//! Billing configuration: webhook secrets, retention and plans.

use secrecy::{ExposeSecret, SecretString};
use serde::Deserialize;
use std::time::Duration;

use crate::domain::billing::{PlanCatalog, PlanId, PlanSettings, StandardWebhookVerifier};

use super::error::ValidationError;

/// Billing configuration.
///
/// Secrets are optional: an endpoint whose secret is unset answers every
/// delivery with 500 instead of accepting unsigned payloads.
#[derive(Debug, Deserialize)]
pub struct BillingConfig {
    /// Payment-provider signing secret (`whsec_...`)
    pub webhook_secret: Option<SecretString>,

    /// Identity-provider signing secret (`whsec_...`)
    pub auth_webhook_secret: Option<SecretString>,

    #[serde(default = "default_retention_days")]
    pub webhook_retention_days: u32,

    /// Seconds between retention sweeps; 0 disables the sweeper.
    #[serde(default = "default_sweep_interval")]
    pub retention_sweep_interval_secs: u64,

    #[serde(default = "default_welcome_bonus")]
    pub welcome_bonus_credits: i64,

    #[serde(default)]
    pub plans: PlansConfig,
}

/// Per-plan overrides, e.g. `STORYBOARD__BILLING__PLANS__AGENCY__MONTHLY_PRODUCT_ID`.
#[derive(Debug, Clone, Default, Deserialize)]
pub struct PlansConfig {
    #[serde(default)]
    pub small_brands: PlanConfig,
    #[serde(default)]
    pub agency: PlanConfig,
    #[serde(default)]
    pub studio: PlanConfig,
}

#[derive(Debug, Clone, Default, Deserialize)]
pub struct PlanConfig {
    pub monthly_product_id: Option<String>,
    pub yearly_product_id: Option<String>,
    pub legacy_monthly_product_id: Option<String>,
    pub credits: Option<i64>,
}

impl From<&PlanConfig> for PlanSettings {
    fn from(config: &PlanConfig) -> Self {
        PlanSettings {
            monthly_product_id: config.monthly_product_id.clone(),
            yearly_product_id: config.yearly_product_id.clone(),
            legacy_monthly_product_id: config.legacy_monthly_product_id.clone(),
            credits: config.credits,
        }
    }
}

impl PlansConfig {
    fn for_plan(&self, plan: PlanId) -> &PlanConfig {
        match plan {
            PlanId::SmallBrands => &self.small_brands,
            PlanId::Agency => &self.agency,
            PlanId::Studio => &self.studio,
        }
    }
}

impl BillingConfig {
    /// Fallback catalogue with every configured override applied.
    pub fn plan_catalog(&self) -> PlanCatalog {
        PlanId::ALL
            .into_iter()
            .fold(PlanCatalog::default(), |catalog, plan| {
                catalog.with_plan(plan, &PlanSettings::from(self.plans.for_plan(plan)))
            })
    }

    pub fn billing_verifier(&self) -> Result<Option<StandardWebhookVerifier>, ValidationError> {
        build_verifier(self.webhook_secret.as_ref(), "billing.webhook_secret")
    }

    pub fn auth_verifier(&self) -> Result<Option<StandardWebhookVerifier>, ValidationError> {
        build_verifier(self.auth_webhook_secret.as_ref(), "billing.auth_webhook_secret")
    }

    pub fn sweep_interval(&self) -> Option<Duration> {
        (self.retention_sweep_interval_secs > 0)
            .then(|| Duration::from_secs(self.retention_sweep_interval_secs))
    }

    pub fn validate(&self) -> Result<(), ValidationError> {
        self.billing_verifier()?;
        self.auth_verifier()?;
        if self.webhook_retention_days == 0 {
            return Err(ValidationError::InvalidRetention);
        }
        if self.welcome_bonus_credits < 0 {
            return Err(ValidationError::NegativeWelcomeBonus);
        }
        self.plan_catalog()
            .validate()
            .map_err(|e| ValidationError::InvalidPlans(e.to_string()))
    }
}

fn build_verifier(
    secret: Option<&SecretString>,
    name: &'static str,
) -> Result<Option<StandardWebhookVerifier>, ValidationError> {
    let Some(secret) = secret.filter(|s| !s.expose_secret().trim().is_empty()) else {
        return Ok(None);
    };
    StandardWebhookVerifier::from_secret(secret.expose_secret())
        .map(Some)
        .map_err(|_| ValidationError::InvalidWebhookSecret(name))
}

impl Default for BillingConfig {
    fn default() -> Self {
        Self {
            webhook_secret: None,
            auth_webhook_secret: None,
            webhook_retention_days: default_retention_days(),
            retention_sweep_interval_secs: default_sweep_interval(),
            welcome_bonus_credits: default_welcome_bonus(),
            plans: PlansConfig::default(),
        }
    }
}

fn default_retention_days() -> u32 {
    30
}

fn default_sweep_interval() -> u64 {
    86_400
}

fn default_welcome_bonus() -> i64 {
    100
}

**The task:** Return all the lines shown above, word for word.

**Answer for this exercise:**
//! Billing configuration: webhook secrets, retention and plans.

use secrecy::{ExposeSecret, SecretString};
use serde::Deserialize;
use std::time::Duration;

use crate::domain::billing::{PlanCatalog, PlanId, PlanSettings, StandardWebhookVerifier};

use super::error::ValidationError;

/// Billing configuration.
///
/// Secrets are optional: an endpoint whose secret is unset answers every
/// delivery with 500 instead of accepting unsigned payloads.
#[derive(Debug, Deserialize)]
pub struct BillingConfig {
    /// Payment-provider signing secret (`whsec_...`)
    pub webhook_secret: Option<SecretString>,

    /// Identity-provider signing secret (`whsec_...`)
    pub auth_webhook_secret: Option<SecretString>,

    #[serde(default = "default_retention_days")]
    pub webhook_retention_days: u32,

    /// Seconds between retention sweeps; 0 disables the sweeper.
    #[serde(default = "default_sweep_interval")]
    pub retention_sweep_interval_secs: u64,

    #[serde(default = "default_welcome_bonus")]
    pub welcome_bonus_credits: i64,

    #[serde(default)]
    pub plans: PlansConfig,
}

/// Per-plan overrides, e.g. `STORYBOARD__BILLING__PLANS__AGENCY__MONTHLY_PRODUCT_ID`.
#[derive(Debug, Clone, Default, Deserialize)]
pub struct PlansConfig {
    #[serde(default)]
    pub small_brands: PlanConfig,
    #[serde(default)]
    pub agency: PlanConfig,
    #[serde(default)]
    pub studio: PlanConfig,
}

#[derive(Debug, Clone, Default, Deserialize)]
pub struct PlanConfig {
    pub monthly_product_id: Option<String>,
    pub yearly_product_id: Option<String>,
    pub legacy_monthly_product_id: Option<String>,
    pub credits: Option<i64>,
}

impl From<&PlanConfig> for PlanSettings {
    fn from(config: &PlanConfig) -> Self {
        PlanSettings {
            monthly_product_id: config.monthly_product_id.clone(),
            yearly_product_id: config.yearly_product_id.clone(),
            legacy_monthly_product_id: config.legacy_monthly_product_id.clone(),
            credits: config.credits,
        }
    }
}

impl PlansConfig {
    fn for_plan(&self, plan: PlanId) -> &PlanConfig {
        match plan {
            PlanId::SmallBrands => &self.small_brands,
            PlanId::Agency => &self.agency,
            PlanId::Studio => &self.studio,
        }
    }
}

impl BillingConfig {
    /// Fallback catalogue with every configured override applied.
    pub fn plan_catalog(&self) -> PlanCatalog {
        PlanId::ALL
            .into_iter()
            .fold(PlanCatalog::default(), |catalog, plan| {
                catalog.with_plan(plan, &PlanSettings::from(self.plans.for_plan(plan)))
            })
    }

    pub fn billing_verifier(&self) -> Result<Option<StandardWebhookVerifier>, ValidationError> {
        build_verifier(self.webhook_secret.as_ref(), "billing.webhook_secret")
    }

    pub fn auth_verifier(&self) -> Result<Option<StandardWebhookVerifier>, ValidationError> {
        build_verifier(self.auth_webhook_secret.as_ref(), "billing.auth_webhook_secret")
    }

    pub fn sweep_interval(&self) -> Option<Duration> {
        (self.retention_sweep_interval_secs > 0)
            .then(|| Duration::from_secs(self.retention_sweep_interval_secs))
    }

    pub fn validate(&self) -> Result<(), ValidationError> {
        self.billing_verifier()?;
        self.auth_verifier()?;
        if self.webhook_retention_days == 0 {
            return Err(ValidationError::InvalidRetention);
        }
        if self.welcome_bonus_credits < 0 {
            return Err(ValidationError::NegativeWelcomeBonus);
        }
        self.plan_catalog()
            .validate()
            .map_err(|e| ValidationError::InvalidPlans(e.to_string()))
    }
}

fn build_verifier(
    secret: Option<&SecretString>,
    name: &'static str,
) -> Result<Option<StandardWebhookVerifier>, ValidationError> {
    let Some(secret) = secret.filter(|s| !s.expose_secret().trim().is_empty()) else {
        return Ok(None);
    };
    StandardWebhookVerifier::from_secret(secret.expose_secret())
        .map(Some)
        .map_err(|_| ValidationError::InvalidWebhookSecret(name))
}

impl Default for BillingConfig {
    fn default() -> Self {
        Self {
            webhook_secret: None,
            auth_webhook_secret: None,
            webhook_retention_days: default_retention_days(),
            retention_sweep_interval_secs: default_sweep_interval(),
            welcome_bonus_credits: default_welcome_bonus(),
            plans: PlansConfig::default(),
        }
    }
}

fn default_retention_days() -> u32 {
    30
}

fn default_sweep_interval() -> u64 {
    86_400
}

fn default_welcome_bonus() -> i64 {
    100
}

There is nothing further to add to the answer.